To begin with, you need to understand that long-term investing involves accepting inevitable short-term price swings. You may not like seeing those sharp price drops, but it will help your outlook greatly if you can keep them in perspective. Studies have shown that the longer you hold your investments, the less impact market volatility can have on them.
So, to reach that point where the market’s ups and downs have less of a cumulative impact on your holdings, consider the following actions:
• Only invest money you won’t need for a long time. If you can tell yourself that the money you are investing today is money you won’t really need for 20 or 30 years, you’ll be better prepared, psychologically, to get through the down periods of the financial markets. And as long as you aren’t overextending yourself financially in other parts of your life, you really shouldn’t need those investment dollars for a very long time. They should be earmarked for goals you hope to achieve far into the future, such as a comfortable retirement.

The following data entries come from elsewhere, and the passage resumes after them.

pub mod human;

pub use human::HumanMode;
use log::{info, warn};
use std::io::ErrorKind;
use std::path::PathBuf;
use thiserror::Error;

#[derive(Debug, Error)]
pub enum ScoreError {
    #[error("high score file {path:?} could not be accessed")]
    Io {
        path: PathBuf,
        #[source]
        source: std::io::Error,
    },
    #[error("high score file {path:?} does not hold a number: {content:?}")]
    Parse { path: PathBuf, content: String },
}

/// Where the high score lives between sessions
pub trait HighScoreStore {
    /// Stored high score, or 0 if there is none or it cannot be read
    fn load_high_score(&self) -> u32;

    fn save_high_score(&mut self, score: u32) -> Result<(), ScoreError>;
}

/// High score kept as a plain-text integer in a single file
#[derive(Debug, Clone)]
pub struct FileHighScoreStore {
    path: PathBuf,
}

impl FileHighScoreStore {
    pub fn new(path: impl Into<PathBuf>) -> Self {
        Self { path: path.into() }
    }

    /// Read the stored score. `Ok(None)` means the file does not exist.
    pub fn read(&self) -> Result<Option<u32>, ScoreError> {
        let content = match std::fs::read_to_string(&self.path) {
            Ok(content) => content,
            Err(err) if err.kind() == ErrorKind::NotFound => return Ok(None),
            Err(source) => {
                return Err(ScoreError::Io {
                    path: self.path.clone(),
                    source,
                })
            }
        };

        content
            .trim()
            .parse::<u32>()
            .map(Some)
            .map_err(|_| ScoreError::Parse {
                path: self.path.clone(),
                content: content.trim().to_string(),
            })
    }
}

impl HighScoreStore for FileHighScoreStore {
    fn load_high_score(&self) -> u32 {
        match self.read() {
            Ok(Some(score)) => score,
            Ok(None) => {
                info!("no high score stored at {:?} yet", self.path);
                0
            }
            Err(err) => {
                warn!("ignoring stored high score: {}", err);
                0
            }
        }
    }

    fn save_high_score(&mut self, score: u32) -> Result<(), ScoreError> {
        let io_err = |source| ScoreError::Io {
            path: self.path.clone(),
            source,
        };

        if let Some(parent) = self.path.parent() {
            if !parent.as_os_str().is_empty() {
                std::fs::create_dir_all(parent).map_err(io_err)?;
            }
        }
        std::fs::write(&self.path, score.to_string()).map_err(io_err)
    }
}

/// In-memory store for tests and for running without a writable home
#[derive(Debug, Default, Clone)]
pub struct MemoryHighScoreStore {
    pub score: Option<u32>,
    pub saves: usize,
}

impl MemoryHighScoreStore {
    pub fn with_score(score: u32) -> Self {
        Self {
            score: Some(score),
            saves: 0,
        }
    }
}

impl HighScoreStore for MemoryHighScoreStore {
    fn load_high_score(&self) -> u32 {
        self.score.unwrap_or(0)
    }

    fn save_high_score(&mut self, score: u32) -> Result<(), ScoreError> {
        self.score = Some(score);
        self.saves += 1;
        Ok(())
    }
}
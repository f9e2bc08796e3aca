use anyhow::{Context, Result};
use crossterm::{
    event::{Event, EventStream, KeyEventKind},
    execute,
    terminal::{EnterAlternateScreen, LeaveAlternateScreen, disable_raw_mode, enable_raw_mode},
};
use futures::StreamExt;
use log::info;
use ratatui::{Terminal, backend::CrosstermBackend};
use std::io::{Stderr, stderr};
use std::time::Duration;
use tokio::time::{Instant, Interval, MissedTickBehavior, interval, interval_at};

use crate::audio::{SoundCue, SoundSink};
use crate::game::{Difficulty, GameEngine, Phase, SimulationState, TickOutcome, TickReport};
use crate::input::{InputHandler, KeyAction};
use crate::metrics::GameMetrics;
use crate::render::{Hud, LastResult, Renderer};
use crate::score::{HighScoreStore, Scoreboard};

pub struct HumanMode<S: HighScoreStore> {
    engine: GameEngine,
    /// `None` until the first game starts
    state: Option<SimulationState>,
    selected: Difficulty,
    scoreboard: Scoreboard<S>,
    sound: Box<dyn SoundSink>,
    metrics: GameMetrics,
    renderer: Renderer,
    input_handler: InputHandler,
    last_result: Option<LastResult>,
    should_quit: bool,
}

impl<S: HighScoreStore> HumanMode<S> {
    pub fn new(
        engine: GameEngine,
        difficulty: Difficulty,
        scoreboard: Scoreboard<S>,
        sound: Box<dyn SoundSink>,
    ) -> Self {
        Self {
            engine,
            state: None,
            selected: difficulty,
            scoreboard,
            sound,
            metrics: GameMetrics::new(),
            renderer: Renderer::new(),
            input_handler: InputHandler::new(),
            last_result: None,
            should_quit: false,
        }
    }

    pub async fn run(&mut self) -> Result<()> {
        // Setup terminal
        enable_raw_mode().context("Failed to enable raw mode")?;
        let mut stderr = stderr();
        execute!(stderr, EnterAlternateScreen).context("Failed to enter alternate screen")?;
        let backend = CrosstermBackend::new(stderr);
        let mut terminal = Terminal::new(backend).context("Failed to create terminal")?;
        terminal.hide_cursor().context("Failed to hide cursor")?;
        terminal.clear().context("Failed to clear terminal")?;

        // Run game loop with cleanup
        let result = self.run_game_loop(&mut terminal).await;

        // Cleanup terminal
        self.cleanup_terminal(&mut terminal)?;

        result
    }

    async fn run_game_loop(
        &mut self,
        terminal: &mut Terminal<CrosstermBackend<Stderr>>,
    ) -> Result<()> {
        let mut event_stream = EventStream::new();

        let mut tick_timer = tick_timer(self.selected.tick_interval());

        // Render at 30 FPS (33ms per frame)
        let render_interval = Duration::from_millis(33);
        let mut render_timer = interval(render_interval);

        loop {
            tokio::select! {
                // Handle terminal events
                maybe_event = event_stream.next() => {
                    if let Some(Ok(event)) = maybe_event {
                        self.handle_event(event, &mut tick_timer);
                    }
                }

                // Game logic tick; the period follows the difficulty of the running game
                _ = tick_timer.tick() => {
                    self.tick();
                }

                // Render frame
                _ = render_timer.tick() => {
                    self.metrics.update();
                    terminal.draw(|frame| self.render_frame(frame))
                        .context("Failed to draw frame")?;
                }

                // Handle Ctrl+C
                _ = tokio::signal::ctrl_c() => {
                    self.should_quit = true;
                }
            }

            if self.should_quit {
                break;
            }
        }

        Ok(())
    }

    fn handle_event(&mut self, event: Event, tick_timer: &mut Interval) {
        if let Event::Key(key) = event {
            // Only process key press events, not release
            if key.kind != KeyEventKind::Press {
                return;
            }

            let action = self.input_handler.handle_key_event(key, self.phase());
            if self.handle_action(action) {
                *tick_timer = tick_timer_for(self.selected);
            }
        }
    }

    /// Apply a key action. Returns true when a new game was started.
    fn handle_action(&mut self, action: KeyAction) -> bool {
        match action {
            KeyAction::Move(direction) => {
                if let Some(state) = self.state.as_mut() {
                    state.set_intent(direction);
                }
            }
            KeyAction::Start => {
                self.start_game();
                return true;
            }
            KeyAction::Restart => {
                self.abandon_game();
                self.start_game();
                return true;
            }
            KeyAction::SelectDifficulty(difficulty) => self.selected = difficulty,
            KeyAction::NextDifficulty => self.selected = self.selected.next(),
            KeyAction::PreviousDifficulty => self.selected = self.selected.previous(),
            KeyAction::Quit => self.should_quit = true,
            KeyAction::None => {}
        }
        false
    }

    fn phase(&self) -> Phase {
        self.state.as_ref().map(|s| s.phase).unwrap_or_default()
    }

    fn start_game(&mut self) {
        let state = self.engine.start(self.selected);
        info!(
            "game started: {} with {} obstacles",
            state.difficulty,
            state.obstacles.len()
        );
        self.state = Some(state);
        self.last_result = None;
        self.metrics.on_game_start();
        self.sound.play(SoundCue::GameStart);
    }

    /// Advance the running game by one tick, if there is one
    fn tick(&mut self) -> Option<TickReport> {
        let state = self.state.as_mut().filter(|s| s.is_running())?;
        let report = self.engine.advance(state);

        for cue in &report.cues {
            self.sound.play(*cue);
        }
        self.metrics.on_tick(&report.outcome);

        if let Some(final_score) = report.final_score() {
            self.finish_game(&report.outcome, final_score);
        }

        Some(report)
    }

    fn finish_game(&mut self, outcome: &TickOutcome, final_score: u32) {
        let collision = match outcome {
            TickOutcome::GameOver { collision, .. } => {
                info!("game over ({}), score {}", collision.as_str(), final_score);
                Some(*collision)
            }
            _ => {
                info!("board filled, score {}", final_score);
                None
            }
        };

        let new_high_score = self.scoreboard.record(final_score);
        self.last_result = Some(LastResult {
            score: final_score,
            collision,
            new_high_score,
        });
    }

    /// End a running game early. It still counts as played and its score
    /// still competes for the high score.
    fn abandon_game(&mut self) {
        let Some(state) = self.state.as_mut().filter(|s| s.is_running()) else {
            return;
        };
        state.phase = Phase::Start;
        let final_score = state.score;
        info!("game abandoned, score {}", final_score);

        self.metrics.on_game_over();
        self.scoreboard.record(final_score);
    }

    fn render_frame(&self, frame: &mut ratatui::Frame) {
        let hud = Hud {
            high_score: self.scoreboard.high_score(),
            selected: self.selected,
            metrics: &self.metrics,
            last_result: self.last_result,
        };
        self.renderer.render(frame, self.state.as_ref(), &hud);
    }

    fn cleanup_terminal(
        &mut self,
        terminal: &mut Terminal<CrosstermBackend<Stderr>>,
    ) -> Result<()> {
        disable_raw_mode().context("Failed to disable raw mode")?;
        execute!(terminal.backend_mut(), LeaveAlternateScreen)
            .context("Failed to leave alternate screen")?;
        terminal.show_cursor().context("Failed to show cursor")?;
        Ok(())
    }
}

fn tick_timer_for(difficulty: Difficulty) -> Interval {
    tick_timer(difficulty.tick_interval())
}

/// First tick fires one full period after creation
fn tick_timer(period: Duration) -> Interval {
    let mut timer = interval_at(Instant::now() + period, period);
    timer.set_missed_tick_behavior(MissedTickBehavior::Delay);
    timer
}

• Keep your focus on what is most important to you. If you can visualize your long-term goals, you’ll find it easier to keep working toward them. For example, if you are hoping to travel extensively when you retire, keep thinking about what that might look like. You might even research the countries you plan to visit, even if these trips are far in the future. Ultimately, if you know where you’re going and you’re determined to get there, you’ll get past the bumps in the road.
• Don’t spend excessive time reviewing your investment statements. A bad month or two can cause some noticeably negative numbers on your investment statements. But if you can discipline yourself to avoid spending too much time dwelling on these figures, you may feel less stress about investing – and you may even be less tempted to make short-term moves that could have unfortunate long-term results. However, if you do want to study your investment statements, don’t just stop at the most recent results. Instead, look for trends that might tell a different story. Has the number of shares you own in various investments increased significantly over time? And over the past five or 10 years, has your portfolio’s overall performance been positive? By digging a little deeper into your statements, you might gain more confidence in the course you’re following.
Short-term price drops are not pleasant to experience. However, you can help yourself become a better long-term investor by following the above suggestions, so put them to work soon – and stick with them.